§ GIVEN RECORDS

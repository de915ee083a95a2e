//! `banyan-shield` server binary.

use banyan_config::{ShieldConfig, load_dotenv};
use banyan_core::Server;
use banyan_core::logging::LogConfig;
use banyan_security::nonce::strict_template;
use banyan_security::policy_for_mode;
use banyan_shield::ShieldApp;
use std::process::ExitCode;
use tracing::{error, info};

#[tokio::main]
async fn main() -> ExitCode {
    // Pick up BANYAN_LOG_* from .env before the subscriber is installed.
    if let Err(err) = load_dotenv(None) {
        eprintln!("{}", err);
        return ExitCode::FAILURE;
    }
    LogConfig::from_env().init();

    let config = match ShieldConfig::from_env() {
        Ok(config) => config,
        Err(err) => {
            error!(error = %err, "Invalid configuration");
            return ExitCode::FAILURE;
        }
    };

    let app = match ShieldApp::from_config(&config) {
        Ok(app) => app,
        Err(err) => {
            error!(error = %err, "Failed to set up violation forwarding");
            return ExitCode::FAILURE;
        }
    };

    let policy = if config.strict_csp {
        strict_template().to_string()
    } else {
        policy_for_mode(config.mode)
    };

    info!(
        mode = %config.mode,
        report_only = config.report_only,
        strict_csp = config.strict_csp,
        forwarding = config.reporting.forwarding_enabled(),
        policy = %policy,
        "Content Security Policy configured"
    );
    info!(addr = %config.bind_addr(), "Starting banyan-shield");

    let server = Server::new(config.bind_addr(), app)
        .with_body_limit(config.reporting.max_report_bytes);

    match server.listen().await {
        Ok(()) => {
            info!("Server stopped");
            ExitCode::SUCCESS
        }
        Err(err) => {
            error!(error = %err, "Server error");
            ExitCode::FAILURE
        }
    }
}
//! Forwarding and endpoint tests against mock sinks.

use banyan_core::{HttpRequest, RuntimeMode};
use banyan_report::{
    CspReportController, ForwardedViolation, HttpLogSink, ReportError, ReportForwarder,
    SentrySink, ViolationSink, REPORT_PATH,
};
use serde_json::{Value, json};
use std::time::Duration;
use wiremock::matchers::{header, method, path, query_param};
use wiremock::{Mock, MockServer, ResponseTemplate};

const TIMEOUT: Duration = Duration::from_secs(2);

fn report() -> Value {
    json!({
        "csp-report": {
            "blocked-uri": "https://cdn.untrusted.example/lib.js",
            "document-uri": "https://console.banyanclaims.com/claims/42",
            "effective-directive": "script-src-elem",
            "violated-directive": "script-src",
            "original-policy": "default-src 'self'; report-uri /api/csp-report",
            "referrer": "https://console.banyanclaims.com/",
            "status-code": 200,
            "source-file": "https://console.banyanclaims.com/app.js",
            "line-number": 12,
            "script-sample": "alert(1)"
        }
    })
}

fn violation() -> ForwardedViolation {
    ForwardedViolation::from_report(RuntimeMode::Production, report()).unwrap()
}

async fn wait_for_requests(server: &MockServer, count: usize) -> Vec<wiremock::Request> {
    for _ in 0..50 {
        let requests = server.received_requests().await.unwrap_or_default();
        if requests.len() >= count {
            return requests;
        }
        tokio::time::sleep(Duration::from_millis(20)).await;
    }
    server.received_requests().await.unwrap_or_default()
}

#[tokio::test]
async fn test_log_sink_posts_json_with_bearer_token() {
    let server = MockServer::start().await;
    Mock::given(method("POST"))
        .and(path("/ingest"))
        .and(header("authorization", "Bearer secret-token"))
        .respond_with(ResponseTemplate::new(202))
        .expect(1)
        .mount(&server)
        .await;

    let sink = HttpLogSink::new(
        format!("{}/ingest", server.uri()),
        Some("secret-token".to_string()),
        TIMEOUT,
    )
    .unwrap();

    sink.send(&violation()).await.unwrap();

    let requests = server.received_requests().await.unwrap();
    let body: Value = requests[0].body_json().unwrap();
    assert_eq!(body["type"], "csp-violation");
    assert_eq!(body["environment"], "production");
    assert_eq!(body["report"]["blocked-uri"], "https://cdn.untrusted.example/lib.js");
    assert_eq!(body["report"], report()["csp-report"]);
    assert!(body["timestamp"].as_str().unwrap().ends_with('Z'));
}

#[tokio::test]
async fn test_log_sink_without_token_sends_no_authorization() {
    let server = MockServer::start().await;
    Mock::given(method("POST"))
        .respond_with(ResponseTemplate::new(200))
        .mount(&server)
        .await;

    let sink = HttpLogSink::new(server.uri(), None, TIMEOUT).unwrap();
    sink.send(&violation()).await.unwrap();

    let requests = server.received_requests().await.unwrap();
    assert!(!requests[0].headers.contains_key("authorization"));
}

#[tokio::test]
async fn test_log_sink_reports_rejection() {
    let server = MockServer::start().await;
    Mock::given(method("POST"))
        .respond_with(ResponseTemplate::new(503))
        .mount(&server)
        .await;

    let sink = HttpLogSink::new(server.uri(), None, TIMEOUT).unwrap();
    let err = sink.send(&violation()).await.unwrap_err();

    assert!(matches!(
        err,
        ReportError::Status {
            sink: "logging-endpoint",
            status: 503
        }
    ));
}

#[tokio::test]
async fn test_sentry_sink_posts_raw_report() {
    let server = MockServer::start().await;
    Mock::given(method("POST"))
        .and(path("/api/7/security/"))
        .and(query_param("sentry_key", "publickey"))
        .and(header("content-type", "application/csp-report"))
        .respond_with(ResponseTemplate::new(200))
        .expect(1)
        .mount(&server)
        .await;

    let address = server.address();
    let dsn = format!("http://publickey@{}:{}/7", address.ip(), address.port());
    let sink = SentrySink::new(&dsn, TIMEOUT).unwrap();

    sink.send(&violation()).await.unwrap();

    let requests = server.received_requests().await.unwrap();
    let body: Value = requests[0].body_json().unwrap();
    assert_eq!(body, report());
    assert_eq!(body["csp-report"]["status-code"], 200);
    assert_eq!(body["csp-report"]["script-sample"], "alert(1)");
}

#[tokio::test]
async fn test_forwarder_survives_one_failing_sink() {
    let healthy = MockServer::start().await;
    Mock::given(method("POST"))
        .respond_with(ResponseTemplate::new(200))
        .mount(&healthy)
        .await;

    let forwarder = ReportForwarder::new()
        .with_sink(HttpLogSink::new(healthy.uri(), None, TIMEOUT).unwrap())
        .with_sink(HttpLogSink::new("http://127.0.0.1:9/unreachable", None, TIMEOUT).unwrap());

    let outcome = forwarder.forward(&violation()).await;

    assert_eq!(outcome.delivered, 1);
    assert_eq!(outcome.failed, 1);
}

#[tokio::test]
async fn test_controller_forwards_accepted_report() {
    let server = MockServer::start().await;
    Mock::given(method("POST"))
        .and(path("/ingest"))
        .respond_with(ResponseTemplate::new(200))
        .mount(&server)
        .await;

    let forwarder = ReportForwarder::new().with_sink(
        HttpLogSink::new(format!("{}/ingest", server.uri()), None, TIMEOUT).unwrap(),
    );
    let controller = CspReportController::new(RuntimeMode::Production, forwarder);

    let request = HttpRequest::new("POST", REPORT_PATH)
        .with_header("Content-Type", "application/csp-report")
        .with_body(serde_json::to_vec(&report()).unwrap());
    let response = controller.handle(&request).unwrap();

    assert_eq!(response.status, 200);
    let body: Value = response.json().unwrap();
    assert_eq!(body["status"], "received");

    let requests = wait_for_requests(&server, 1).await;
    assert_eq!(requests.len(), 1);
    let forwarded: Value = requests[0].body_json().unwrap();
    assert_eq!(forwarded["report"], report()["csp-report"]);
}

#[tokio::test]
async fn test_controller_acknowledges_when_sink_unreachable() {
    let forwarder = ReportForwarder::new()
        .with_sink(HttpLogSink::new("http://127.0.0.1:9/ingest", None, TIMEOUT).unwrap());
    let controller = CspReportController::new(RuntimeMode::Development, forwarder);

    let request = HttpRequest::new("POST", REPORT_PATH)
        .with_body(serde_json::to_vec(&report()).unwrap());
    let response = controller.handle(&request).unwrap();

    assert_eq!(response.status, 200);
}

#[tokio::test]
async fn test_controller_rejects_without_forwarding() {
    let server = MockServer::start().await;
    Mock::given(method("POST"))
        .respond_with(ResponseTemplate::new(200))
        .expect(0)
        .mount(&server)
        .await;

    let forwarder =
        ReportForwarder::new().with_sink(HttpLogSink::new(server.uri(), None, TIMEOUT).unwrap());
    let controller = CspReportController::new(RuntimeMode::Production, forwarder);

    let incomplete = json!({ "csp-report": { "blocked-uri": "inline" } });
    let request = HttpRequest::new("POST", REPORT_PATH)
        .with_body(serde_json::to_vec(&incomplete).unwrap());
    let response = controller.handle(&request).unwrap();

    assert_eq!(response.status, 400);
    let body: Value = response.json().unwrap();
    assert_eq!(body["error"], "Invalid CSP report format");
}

§ EXERCISE BRIEF
The lines to retype, exactly and only, run from the first line of the material through the line with "use banyan_shield::ShieldApp;".

§ ANSWER SPACE
repository de915ee083a95a2e
//! `banyan-shield` server binary.

use banyan_config::{ShieldConfig, load_dotenv};
use banyan_core::Server;
use banyan_core::logging::LogConfig;
use banyan_security::nonce::strict_template;
use banyan_security::policy_for_mode;
use banyan_shield::ShieldApp;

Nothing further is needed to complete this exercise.